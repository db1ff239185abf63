use crate::error::Error;

use std::collections::HashMap;
use std::mem;
use std::sync::Arc;

use bytes::Bytes;
use eventbus::{Delivery, NodeInfo, NodesInfo};
use parking_lot::Mutex;
use tokio::sync::mpsc;

pub type Inbox = mpsc::UnboundedSender<Delivery>;

#[derive(Debug, Default)]
struct Channel {
    backlog: Vec<Delivery>,
    members: Vec<(u64, Inbox)>,
    next: usize,
}

impl Channel {
    /// Hands `delivery` to the next live member, or parks it in the backlog.
    fn push(&mut self, mut delivery: Delivery) {
        while !self.members.is_empty() {
            let index = self.next % self.members.len();
            match self.members[index].1.send(delivery) {
                Ok(()) => {
                    self.next = index + 1;
                    return;
                }
                Err(mpsc::error::SendError(returned)) => {
                    self.members.remove(index);
                    delivery = returned;
                }
            }
        }
        self.backlog.push(delivery);
    }

    fn drain_backlog(&mut self) {
        for delivery in mem::take(&mut self.backlog) {
            self.push(delivery);
        }
    }
}

#[derive(Debug, Default)]
struct Topic {
    backlog: Vec<Delivery>,
    channels: HashMap<String, Channel>,
}

#[derive(Debug, Default)]
struct Node {
    fail_connect: bool,
    fail_ping: bool,
    fail_publish: bool,
    published: Vec<(String, Bytes)>,
    topics: HashMap<String, Topic>,
}

#[derive(Debug, Default)]
struct State {
    next_member: u64,
    nodes: HashMap<String, Node>,
    seekers: HashMap<String, Vec<String>>,
}

/// An in-process bus: a set of nodes and the seekers that list them.
///
/// Each node routes a topic to every channel created on it; within a channel
/// messages go round-robin to the subscribed members. Messages published
/// before any channel exists are handed to the first channel, and messages
/// for a channel without members wait for one to join.
///
/// Cloning is cheap and every clone sees the same bus.
#[derive(Clone, Debug, Default)]
pub struct MemoryBus {
    state: Arc<Mutex<State>>,
}

impl MemoryBus {
    /// Creates an empty bus.
    #[must_use]
    pub fn new() -> Self {
        Self::default()
    }

    /// Registers a node at `address`.
    pub fn add_node(&self, address: impl Into<String>) {
        self.state.lock().nodes.entry(address.into()).or_default();
    }

    /// Registers a seeker listing `nodes`. The nodes themselves are not
    /// registered.
    pub fn add_seeker<I, S>(&self, seeker: impl Into<String>, nodes: I)
    where
        I: IntoIterator<Item = S>,
        S: Into<String>,
    {
        let nodes = nodes.into_iter().map(Into::into).collect();
        self.state.lock().seekers.insert(seeker.into(), nodes);
    }

    /// Makes connecting to `address` fail (registering the node if needed).
    pub fn fail_connect(&self, address: &str, fail: bool) {
        self.state.lock().nodes.entry(address.to_string()).or_default().fail_connect = fail;
    }

    /// Makes pings to `address` fail (registering the node if needed).
    pub fn fail_ping(&self, address: &str, fail: bool) {
        self.state.lock().nodes.entry(address.to_string()).or_default().fail_ping = fail;
    }

    /// Makes publishes to `address` fail (registering the node if needed).
    pub fn fail_publish(&self, address: &str, fail: bool) {
        self.state.lock().nodes.entry(address.to_string()).or_default().fail_publish = fail;
    }

    /// Topic and body of every publish `address` accepted, oldest first.
    #[must_use]
    pub fn published(&self, address: &str) -> Vec<(String, Bytes)> {
        self.state
            .lock()
            .nodes
            .get(address)
            .map(|node| node.published.clone())
            .unwrap_or_default()
    }

    /// Subscribed members of `topic`/`channel` on `address`.
    #[must_use]
    pub fn members(&self, address: &str, topic: &str, channel: &str) -> usize {
        self.state
            .lock()
            .nodes
            .get(address)
            .and_then(|node| node.topics.get(topic))
            .and_then(|topic| topic.channels.get(channel))
            .map_or(0, |channel| {
                channel.members.iter().filter(|(_, inbox)| !inbox.is_closed()).count()
            })
    }

    /// Routes a prepared delivery through `address`, bypassing the publish
    /// bookkeeping. Lets tests replay redelivered messages.
    ///
    /// # Errors
    ///
    /// [`Error::UnknownNode`] when no node is registered at `address`.
    pub fn inject(&self, address: &str, topic: &str, delivery: Delivery) -> Result<(), Error> {
        let mut state = self.state.lock();
        let node = state
            .nodes
            .get_mut(address)
            .ok_or_else(|| Error::UnknownNode(address.to_string()))?;
        route(node, topic, delivery);
        Ok(())
    }

    pub(crate) fn check_connect(&self, address: &str) -> Result<(), Error> {
        match self.state.lock().nodes.get(address) {
            None => Err(Error::UnknownNode(address.to_string())),
            Some(node) if node.fail_connect => Err(Error::Refused(address.to_string())),
            Some(_) => Ok(()),
        }
    }

    pub(crate) fn check_ping(&self, address: &str) -> Result<(), Error> {
        match self.state.lock().nodes.get(address) {
            None => Err(Error::UnknownNode(address.to_string())),
            Some(node) if node.fail_ping => Err(Error::Unresponsive(address.to_string())),
            Some(_) => Ok(()),
        }
    }

    pub(crate) fn publish(&self, address: &str, topic: &str, body: Bytes) -> Result<(), Error> {
        let mut state = self.state.lock();
        let node = state
            .nodes
            .get_mut(address)
            .ok_or_else(|| Error::UnknownNode(address.to_string()))?;
        if node.fail_publish {
            return Err(Error::Rejected(address.to_string()));
        }

        node.published.push((topic.to_string(), body.clone()));
        route(node, topic, Delivery::new(body));
        Ok(())
    }

    pub(crate) fn join(
        &self,
        address: &str,
        topic: &str,
        channel: &str,
        inbox: Inbox,
    ) -> Result<u64, Error> {
        let mut state = self.state.lock();
        let id = state.next_member;
        let node = state
            .nodes
            .get_mut(address)
            .ok_or_else(|| Error::UnknownNode(address.to_string()))?;

        let topic = node.topics.entry(topic.to_string()).or_default();
        let first_channel = topic.channels.is_empty();
        let parked = if first_channel {
            mem::take(&mut topic.backlog)
        } else {
            Vec::new()
        };

        let channel = topic.channels.entry(channel.to_string()).or_default();
        channel.backlog.extend(parked);
        channel.members.push((id, inbox));
        channel.drain_backlog();

        state.next_member += 1;
        Ok(id)
    }

    pub(crate) fn leave(&self, address: &str, topic: &str, channel: &str, id: u64) {
        let mut state = self.state.lock();
        if let Some(group) = state
            .nodes
            .get_mut(address)
            .and_then(|node| node.topics.get_mut(topic))
            .and_then(|topic| topic.channels.get_mut(channel))
        {
            group.members.retain(|(member, _)| *member != id);
        }
    }

    pub(crate) fn seeker(&self, seeker: &str) -> Option<NodesInfo> {
        let state = self.state.lock();
        let nodes = state.seekers.get(seeker)?;
        Some(NodesInfo {
            producers: nodes.iter().map(|address| node_info(address)).collect(),
        })
    }
}

fn route(node: &mut Node, topic: &str, delivery: Delivery) {
    let topic = node.topics.entry(topic.to_string()).or_default();
    if topic.channels.is_empty() {
        tracing::trace!("no channels yet, parking message {}", delivery.id);
        topic.backlog.push(delivery);
        return;
    }

    for channel in topic.channels.values_mut() {
        channel.push(delivery.clone());
    }
}

fn node_info(address: &str) -> NodeInfo {
    let (host, port) = address
        .rsplit_once(':')
        .and_then(|(host, port)| Some((host, port.parse().ok()?)))
        .unwrap_or((address, 0));

    NodeInfo {
        remote_address: address.to_string(),
        host_name: host.to_string(),
        broadcast_address: host.to_string(),
        tcp_port: port,
        ..NodeInfo::default()
    }
}
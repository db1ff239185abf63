use std::fmt;
use std::time::{SystemTime, UNIX_EPOCH};

use bytes::Bytes;
use thiserror::Error;
use uuid::Uuid;

/// Length in bytes of a [`MessageId`].
pub const MESSAGE_ID_LENGTH: usize = 16;

/// Fixed-length opaque message identifier.
///
/// Identifiers minted by [`MessageId::generate`] are ASCII hex and display as
/// is; any other byte content displays as lower-case hex.
#[derive(Clone, Copy, Eq, Hash, PartialEq)]
pub struct MessageId([u8; MESSAGE_ID_LENGTH]);

impl MessageId {
    /// Wraps raw identifier bytes.
    #[must_use]
    pub const fn new(bytes: [u8; MESSAGE_ID_LENGTH]) -> Self {
        Self(bytes)
    }

    /// Mints a fresh random identifier.
    #[must_use]
    pub fn generate() -> Self {
        let mut bytes = [0u8; MESSAGE_ID_LENGTH];
        let simple = Uuid::new_v4().simple().to_string();
        bytes.copy_from_slice(&simple.as_bytes()[..MESSAGE_ID_LENGTH]);
        Self(bytes)
    }

    /// The raw identifier bytes.
    #[must_use]
    pub const fn as_bytes(&self) -> &[u8; MESSAGE_ID_LENGTH] {
        &self.0
    }
}

impl fmt::Display for MessageId {
    fn fmt(&self, f: &mut fmt::Formatter<'_>) -> fmt::Result {
        if self.0.iter().all(u8::is_ascii_graphic) {
            // all-graphic ASCII is valid UTF-8
            f.write_str(std::str::from_utf8(&self.0).map_err(|_| fmt::Error)?)
        } else {
            self.0.iter().try_for_each(|byte| write!(f, "{byte:02x}"))
        }
    }
}

impl fmt::Debug for MessageId {
    fn fmt(&self, f: &mut fmt::Formatter<'_>) -> fmt::Result {
        write!(f, "MessageId({self})")
    }
}

/// Error returned when bytes of the wrong length are turned into a [`MessageId`].
#[derive(Clone, Copy, Debug, Error, Eq, PartialEq)]
#[error("message id must be {MESSAGE_ID_LENGTH} bytes, got {0}")]
pub struct InvalidMessageId(pub usize);

impl TryFrom<&[u8]> for MessageId {
    type Error = InvalidMessageId;

    fn try_from(bytes: &[u8]) -> Result<Self, Self::Error> {
        <[u8; MESSAGE_ID_LENGTH]>::try_from(bytes)
            .map(Self)
            .map_err(|_| InvalidMessageId(bytes.len()))
    }
}

/// A raw delivery pushed by a subscription backend.
#[derive(Clone, Debug, Eq, PartialEq)]
pub struct Delivery {
    /// Message identifier.
    pub id: MessageId,
    /// Message payload.
    pub body: Bytes,
    /// Producer-assigned timestamp, nanoseconds since the Unix epoch.
    pub timestamp: i64,
    /// Delivery attempts so far, starting at 1.
    pub attempts: u16,
}

impl Delivery {
    /// A first-attempt delivery with a fresh id, stamped now.
    pub fn new(body: impl Into<Bytes>) -> Self {
        Self {
            id: MessageId::generate(),
            body: body.into(),
            timestamp: now_nanos(),
            attempts: 1,
        }
    }
}

/// A message read off a consumer's stream.
#[derive(Clone, Debug, Eq, PartialEq)]
pub struct Message {
    id: String,
    body: Bytes,
    timestamp: i64,
    attempts: u16,
}

impl Message {
    /// Display form of the message id.
    #[must_use]
    pub fn id(&self) -> &str {
        &self.id
    }

    /// Message payload.
    #[must_use]
    pub const fn body(&self) -> &Bytes {
        &self.body
    }

    /// Producer-assigned timestamp, nanoseconds since the Unix epoch.
    #[must_use]
    pub const fn timestamp(&self) -> i64 {
        self.timestamp
    }

    /// Delivery attempts so far.
    #[must_use]
    pub const fn attempts(&self) -> u16 {
        self.attempts
    }

    /// Consumes the message, returning its payload.
    #[must_use]
    pub fn into_body(self) -> Bytes {
        self.body
    }
}

impl From<Delivery> for Message {
    fn from(delivery: Delivery) -> Self {
        Self {
            id: delivery.id.to_string(),
            body: delivery.body,
            timestamp: delivery.timestamp,
            attempts: delivery.attempts,
        }
    }
}

/// Current wall-clock time in nanoseconds since the Unix epoch.
#[must_use]
pub fn now_nanos() -> i64 {
    SystemTime::now()
        .duration_since(UNIX_EPOCH)
        .map_or(0, |elapsed| {
            i64::try_from(elapsed.as_nanos()).unwrap_or(i64::MAX)
        })
}

#[cfg(test)]
mod tests {
    use super::*;

    #[test]
    fn test_generated_id_displays_as_ascii() {
        let id = MessageId::generate();
        let rendered = id.to_string();

        assert_eq!(rendered.len(), MESSAGE_ID_LENGTH);
        assert!(rendered.chars().all(|c| c.is_ascii_hexdigit()));
        assert_eq!(rendered.as_bytes(), id.as_bytes());
    }

    #[test]
    fn test_binary_id_displays_as_hex() {
        let mut bytes = [0u8; MESSAGE_ID_LENGTH];
        bytes[0] = 0xab;
        bytes[15] = 0x01;

        assert_eq!(
            MessageId::new(bytes).to_string(),
            "ab000000000000000000000000000001"
        );
    }

    #[test]
    fn test_id_from_slice() {
        let id = MessageId::try_from(&b"0123456789abcdef"[..]).unwrap();
        assert_eq!(id.to_string(), "0123456789abcdef");

        assert_eq!(
            MessageId::try_from(&b"short"[..]).unwrap_err(),
            InvalidMessageId(5)
        );
    }

    #[test]
    fn test_message_from_delivery() {
        let delivery = Delivery {
            id: MessageId::new(*b"0000000000000042"),
            body: Bytes::from("hello"),
            timestamp: 1_700_000_000_000_000_000,
            attempts: 3,
        };

        let message = Message::from(delivery);

        assert_eq!(message.id(), "0000000000000042");
        assert_eq!(message.body(), &Bytes::from("hello"));
        assert_eq!(message.timestamp(), 1_700_000_000_000_000_000);
        assert_eq!(message.attempts(), 3);
    }

    #[test]
    fn test_new_delivery_is_first_attempt() {
        let delivery = Delivery::new("payload");

        assert_eq!(delivery.attempts, 1);
        assert!(delivery.timestamp > 0);
    }
}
------------------------------------------------------------
Every line of the material that includes the word "Mutex" needs to be copied.

use parking_lot::Mutex;
    state: Arc<Mutex<State>>,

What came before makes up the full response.